*What is being asked*
Collect each line of the entries that holds the string "WorkItemId".

*Information supplied*
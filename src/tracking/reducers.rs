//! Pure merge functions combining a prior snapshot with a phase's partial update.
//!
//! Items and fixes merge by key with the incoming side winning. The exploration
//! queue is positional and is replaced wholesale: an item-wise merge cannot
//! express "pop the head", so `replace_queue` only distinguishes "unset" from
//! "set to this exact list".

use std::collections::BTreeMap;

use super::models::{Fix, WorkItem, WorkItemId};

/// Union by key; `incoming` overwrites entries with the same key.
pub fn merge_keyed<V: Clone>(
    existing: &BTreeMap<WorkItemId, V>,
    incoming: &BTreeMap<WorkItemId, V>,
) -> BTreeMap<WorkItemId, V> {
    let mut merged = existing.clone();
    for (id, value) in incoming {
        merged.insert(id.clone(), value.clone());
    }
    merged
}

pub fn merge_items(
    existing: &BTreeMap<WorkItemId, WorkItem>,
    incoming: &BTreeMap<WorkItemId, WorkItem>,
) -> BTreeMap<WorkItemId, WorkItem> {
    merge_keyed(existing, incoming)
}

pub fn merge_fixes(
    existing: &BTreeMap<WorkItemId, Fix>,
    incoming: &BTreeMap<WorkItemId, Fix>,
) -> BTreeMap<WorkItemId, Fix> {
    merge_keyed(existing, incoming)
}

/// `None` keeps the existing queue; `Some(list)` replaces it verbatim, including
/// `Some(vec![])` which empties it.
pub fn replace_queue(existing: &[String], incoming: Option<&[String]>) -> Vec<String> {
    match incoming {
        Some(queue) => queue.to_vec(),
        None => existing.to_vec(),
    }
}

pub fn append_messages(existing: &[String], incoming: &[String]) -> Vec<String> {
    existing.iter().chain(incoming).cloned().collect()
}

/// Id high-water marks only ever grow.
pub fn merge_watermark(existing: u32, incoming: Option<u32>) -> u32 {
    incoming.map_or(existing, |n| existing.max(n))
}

*Exercise solution*
use super::models::{Fix, WorkItem, WorkItemId};
    existing: &BTreeMap<WorkItemId, V>,
    incoming: &BTreeMap<WorkItemId, V>,
) -> BTreeMap<WorkItemId, V> {
    existing: &BTreeMap<WorkItemId, WorkItem>,
    incoming: &BTreeMap<WorkItemId, WorkItem>,
) -> BTreeMap<WorkItemId, WorkItem> {
    existing: &BTreeMap<WorkItemId, Fix>,
    incoming: &BTreeMap<WorkItemId, Fix>,
) -> BTreeMap<WorkItemId, Fix> {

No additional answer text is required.